Evening primrose, like guppies, fail to garner the appreciation they deserve because they are lovely, ubiquitous, and slightly off kilter, somehow. In this, they resemble Olson Twins and Celestial Seasons tea. I drive by carpets of them along the roadway, harbingers of black-eyed susan, pink wonders unto themselves.
I played tonight with freeware I had downloaded some time ago, called Quasi-fractal composer. Previously, I had not figured out the point of the program. Tonight, I realized what a powerful compositional tool it truly is--whether one is, as I am often apt to do, willing to input data in hopes of generating curious sounds (and, by the way, I *love* the "goblin" fx pad in the general MIDI library), or whether one is bound and determined to calculate quasi-fractal equations. I created a track, sample-sliced it in Slicer, stretched and pitch-shifted it a bit, and added the resulting odd tune to my album "Subtle Precautions". The album keeps taking turns for the dissonant, which, sadly, is rather a narrow lane for much of my "work", that is, for the portion of the work that does not sound like Sunday afternoon at the Free Methodist Cathedral Hymn Sing and Organ Festival.
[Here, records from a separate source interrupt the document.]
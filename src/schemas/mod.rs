//! JSON schema handles for AI response types.
//!
//! Every type decoded from AI output derives [`schemars::JsonSchema`]; the
//! parsed value is validated against the generated schema before
//! deserialization, so a field-type mismatch surfaces as
//! [`PlannerError::MalformedResponse`] instead of being trusted downstream.

use std::sync::Arc;

use schemars::{gen::SchemaGenerator, JsonSchema};
use serde::de::DeserializeOwned;
use serde_json::Value;

use crate::error::{PlannerError, Result};

const MAX_SCHEMA_ERRORS: usize = 3;

/// Marker for types that can be decoded from an AI response.
pub trait ResponseSchema: DeserializeOwned + JsonSchema + 'static {
    /// Compiled-schema handle for this type.
    fn handle() -> SchemaHandle {
        SchemaHandle::of::<Self>()
    }
}

impl<T: DeserializeOwned + JsonSchema + 'static> ResponseSchema for T {}

/// A named JSON schema derived from a response type.
#[derive(Clone, Debug)]
pub struct SchemaHandle {
    schema_name: String,
    schema_json: Arc<Value>,
}

impl SchemaHandle {
    /// Build the handle for `T` from its `schemars` derive.
    pub fn of<T: JsonSchema>() -> Self {
        let root = SchemaGenerator::default().into_root_schema_for::<T>();
        let schema_json = serde_json::to_value(root)
            .expect("schemars root schema always serializes to JSON");

        Self {
            schema_name: T::schema_name(),
            schema_json: Arc::new(schema_json),
        }
    }

    pub fn schema_name(&self) -> &str {
        &self.schema_name
    }

    pub fn schema_json(&self) -> &Value {
        self.schema_json.as_ref()
    }

    /// Validate a parsed payload against this schema.
    ///
    /// Reports up to three path-labelled violations.
    pub fn validate(&self, payload: &Value) -> Result<()> {
        let validator = jsonschema::JSONSchema::options()
            .with_draft(jsonschema::Draft::Draft7)
            .compile(self.schema_json())
            .map_err(|err| {
                PlannerError::Config(format!(
                    "failed to prepare `{}` schema for validation: {}",
                    self.schema_name, err
                ))
            })?;

        if let Err(errors) = validator.validate(payload) {
            let mut details = Vec::new();
            let mut truncated = false;

            for (idx, error) in errors.enumerate() {
                if idx < MAX_SCHEMA_ERRORS {
                    let mut path = error.instance_path.to_string();
                    if path.is_empty() {
                        path = "<root>".to_string();
                    }
                    details.push(format!("{}: {}", path, error));
                } else {
                    truncated = true;
                    break;
                }
            }

            let mut detail = if details.is_empty() {
                "payload failed schema validation".to_string()
            } else {
                details.join("; ")
            };
            if truncated {
                detail.push_str("; additional errors truncated");
            }

            return Err(PlannerError::MalformedResponse(format!(
                "response does not match `{}` schema: {}",
                self.schema_name, detail
            )));
        }

        Ok(())
    }

    /// Validate and deserialize a payload into `T`, with a path-labelled
    /// error when the shape does not line up.
    pub fn deserialize<T: ResponseSchema>(&self, payload: &Value) -> Result<T> {
        self.validate(payload)?;

        serde_path_to_error::deserialize(payload).map_err(|err| {
            let path = err.path().to_string();
            let location = if path.is_empty() {
                "<root>".to_string()
            } else {
                path
            };
            PlannerError::MalformedResponse(format!(
                "failed to deserialize `{}` at {}: {}",
                self.schema_name, location, err
            ))
        })
    }
}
A frequent musical collaborator and gifted imagination, the artist/musician Anchor Mejans, created a new remix of one of my rare bits of sung original melody, my folk song "Saint Bernard song". He married to it the vocal morph I did of my song, "Saint Bernard Rescue", and
added great atmopherics and jazz of his own. The result is at:
this website, available for listen or download.
But right now I'm thinking about wildflowers, the consolation we have in Texas, along with the actress Janine Turner, for the lack of mountains, oceans, and Rodney Bingenheimer. I am thrilled to see evening primrose, with its promise of susans and coreopsis to come.